- _Assignment_
When the line containing "and flash colors." is reached, include it and end there; set down verbatim every line before it, starting at the top of the records.

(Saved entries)
------

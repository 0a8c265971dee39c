//! Enumeration types used throughout the simulation.

use serde::{Deserialize, Serialize};

/// Who fired a projectile. Drives the projectile and flash colors.
#[derive(Debug, Clone, Copy, Default, PartialEq, Eq, Hash, Serialize, Deserialize)]
#[serde(rename_all = "snake_case")]
pub enum Owner {
    #[default]
    Player,
    Wingman,
}

/// Advisory wingman mode set by the decision service.
///
/// The mode is metadata: local steering runs the same way in every mode.
#[derive(Debug, Clone, Copy, Default, PartialEq, Eq, Serialize, Deserialize)]
#[serde(rename_all = "snake_case")]
pub enum WingmanMode {
    Patrol,
    #[default]
    Escort,
    Engage,
    Evade,
}

/// What a registered target is and which systems consider it.
#[derive(Debug, Clone, Copy, PartialEq, Eq, Hash, Serialize, Deserialize)]
#[serde(rename_all = "snake_case")]
pub enum TargetKind {
    /// Something the ship can land on (links, buttons).
    Interactive,
    /// Accumulates damage from hits and regenerates after a quiet period.
    Damageable,
    /// A destructible title letter: breaks, falls, heals, respawns.
    Letter,
    /// A text block with a per-cell health mask damaged by passing lasers.
    MaskedText,
}

/// Lifecycle of a destructible letter.
#[derive(Debug, Clone, Copy, Default, PartialEq, Eq, Serialize, Deserialize)]
#[serde(rename_all = "snake_case")]
pub enum LetterPhase {
    #[default]
    Intact,
    /// Damage crossed the fall threshold; fall animation playing.
    Falling,
    /// Hidden, waiting for the respawn delay.
    Gone,
    /// Hidden, damage easing back to zero.
    Healing,
    /// Visible again, respawn animation playing.
    Respawning,
}

/// Ship flight state.
#[derive(Debug, Clone, Copy, Default, PartialEq, Eq, Serialize, Deserialize)]
#[serde(rename_all = "snake_case")]
pub enum FlightState {
    #[default]
    Flying,
    Landing,
}

/// Visual debris kind.
#[derive(Debug, Clone, Copy, PartialEq, Eq, Serialize, Deserialize)]
#[serde(rename_all = "snake_case")]
pub enum ParticleKind {
    /// Point light, linear fade.
    Spark,
    /// Rotating triangular shard.
    Fragment,
}

impl TargetKind {
    /// Whether projectile hits add damage to this kind.
    pub fn takes_hits(&self) -> bool {
        matches!(self, TargetKind::Damageable | TargetKind::Letter)
    }
}

impl WingmanMode {
    /// Parse the wire name used by the decision service.
    pub fn from_wire(s: &str) -> Option<Self> {
        match s.trim().to_ascii_lowercase().as_str() {
            "patrol" => Some(WingmanMode::Patrol),
            "escort" => Some(WingmanMode::Escort),
            "engage" => Some(WingmanMode::Engage),
            "evade" => Some(WingmanMode::Evade),
            _ => None,
        }
    }

    pub fn as_wire(&self) -> &'static str {
        match self {
            WingmanMode::Patrol => "patrol",
            WingmanMode::Escort => "escort",
            WingmanMode::Engage => "engage",
            WingmanMode::Evade => "evade",
        }
    }
}

impl Owner {
    /// Parse a wire owner tag; anything unknown is treated as the wingman,
    /// since externally injected shots come from non-player controllers.
    pub fn from_wire(s: Option<&str>) -> Self {
        match s {
            Some(tag) if tag.eq_ignore_ascii_case("player") => Owner::Player,
            _ => Owner::Wingman,
        }
    }

    pub fn as_wire(&self) -> &'static str {
        match self {
            Owner::Player => "player",
            Owner::Wingman => "wingman",
        }
    }
}
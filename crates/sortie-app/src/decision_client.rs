//! HTTP client for the wingman decision service.
//!
//! The engine announces requests with `decision_issued` and withdraws them
//! with `decision_cancelled`. [`DecisionDispatcher`] runs one task per
//! request and aborts it on cancellation; outcomes come back to the game
//! loop as `decision_resolved` / `decision_failed` commands.

use std::collections::HashMap;
use std::fmt;
use std::sync::Arc;
use std::time::Duration;

use reqwest::StatusCode;
use serde_json::Value;
use tokio::sync::mpsc;
use tokio::task::JoinHandle;

use sortie_core::commands::InputCommand;
use sortie_core::decision::{DecisionRequest, DecisionResponse};
use sortie_core::events::SimEvent;

use crate::state::GameLoopCommand;

#[derive(Debug)]
pub enum DecisionError {
    /// No service configured.
    Disabled,
    Transport(reqwest::Error),
    Status(StatusCode),
    Decode(reqwest::Error),
}

impl fmt::Display for DecisionError {
    fn fmt(&self, f: &mut fmt::Formatter<'_>) -> fmt::Result {
        match self {
            DecisionError::Disabled => write!(f, "decision service not configured"),
            DecisionError::Transport(e) => write!(f, "decision request failed: {e}"),
            DecisionError::Status(status) => write!(f, "decision service returned {status}"),
            DecisionError::Decode(e) => write!(f, "malformed decision response: {e}"),
        }
    }
}

impl std::error::Error for DecisionError {
    fn source(&self) -> Option<&(dyn std::error::Error + 'static)> {
        match self {
            DecisionError::Transport(e) | DecisionError::Decode(e) => Some(e),
            DecisionError::Disabled | DecisionError::Status(_) => None,
        }
    }
}

// Thin reqwest client: one POST per decision.
#[derive(Clone)]
pub struct DecisionClient {
    http: reqwest::Client,
    url: Option<String>,
}

impl DecisionClient {
    pub fn new(url: Option<String>, timeout: Duration) -> Result<Self, reqwest::Error> {
        let http = reqwest::Client::builder().timeout(timeout).build()?;
        Ok(Self { http, url })
    }

    pub fn is_enabled(&self) -> bool {
        self.url.is_some()
    }

    pub async fn decide(&self, request: &DecisionRequest) -> Result<Vec<Value>, DecisionError> {
        let url = self.url.as_deref().ok_or(DecisionError::Disabled)?;
        let response = self
            .http
            .post(url)
            .json(request)
            .send()
            .await
            .map_err(DecisionError::Transport)?;

        let status = response.status();
        if !status.is_success() {
            return Err(DecisionError::Status(status));
        }

        let body = response
            .json::<DecisionResponse>()
            .await
            .map_err(DecisionError::Decode)?;
        Ok(body.actions)
    }
}

/// Tracks in-flight decision tasks by request id.
pub struct DecisionDispatcher {
    client: Arc<DecisionClient>,
    results: mpsc::Sender<GameLoopCommand>,
    in_flight: HashMap<u64, JoinHandle<()>>,
}

impl DecisionDispatcher {
    pub fn new(client: DecisionClient, results: mpsc::Sender<GameLoopCommand>) -> Self {
        Self {
            client: Arc::new(client),
            results,
            in_flight: HashMap::new(),
        }
    }

    pub fn in_flight(&self) -> usize {
        self.in_flight.len()
    }

    /// React to the decision events of one frame.
    pub fn handle_events(&mut self, events: &[SimEvent]) {
        self.reap();
        for event in events {
            match event {
                SimEvent::DecisionIssued {
                    request_id,
                    request,
                } => self.issue(*request_id, request.clone()),
                SimEvent::DecisionCancelled { request_id } => self.cancel(*request_id),
                _ => {}
            }
        }
    }

    pub fn issue(&mut self, request_id: u64, request: DecisionRequest) {
        let client = Arc::clone(&self.client);
        let results = self.results.clone();
        let handle = tokio::spawn(async move {
            let command = match client.decide(&request).await {
                Ok(actions) => {
                    tracing::debug!(request_id, actions = actions.len(), "decision received");
                    InputCommand::DecisionResolved {
                        request_id,
                        actions,
                    }
                }
                Err(DecisionError::Disabled) => InputCommand::DecisionFailed { request_id },
                Err(e) => {
                    tracing::warn!(request_id, error = %e, "decision request failed");
                    InputCommand::DecisionFailed { request_id }
                }
            };
            let _ = results.send(GameLoopCommand::Input(command)).await;
        });
        if let Some(old) = self.in_flight.insert(request_id, handle) {
            old.abort();
        }
    }

    pub fn cancel(&mut self, request_id: u64) {
        if let Some(handle) = self.in_flight.remove(&request_id) {
            handle.abort();
            tracing::debug!(request_id, "decision request aborted");
        }
    }

    pub fn cancel_all(&mut self) {
        for (_, handle) in self.in_flight.drain() {
            handle.abort();
        }
    }

    fn reap(&mut self) {
        self.in_flight.retain(|_, handle| !handle.is_finished());
    }
}

impl Drop for DecisionDispatcher {
    fn drop(&mut self) {
        self.cancel_all();
    }
}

------

- _Completed task_
repository 0a8c265971dee39c
//! Enumeration types used throughout the simulation.

use serde::{Deserialize, Serialize};

/// Who fired a projectile. Drives the projectile and flash colors.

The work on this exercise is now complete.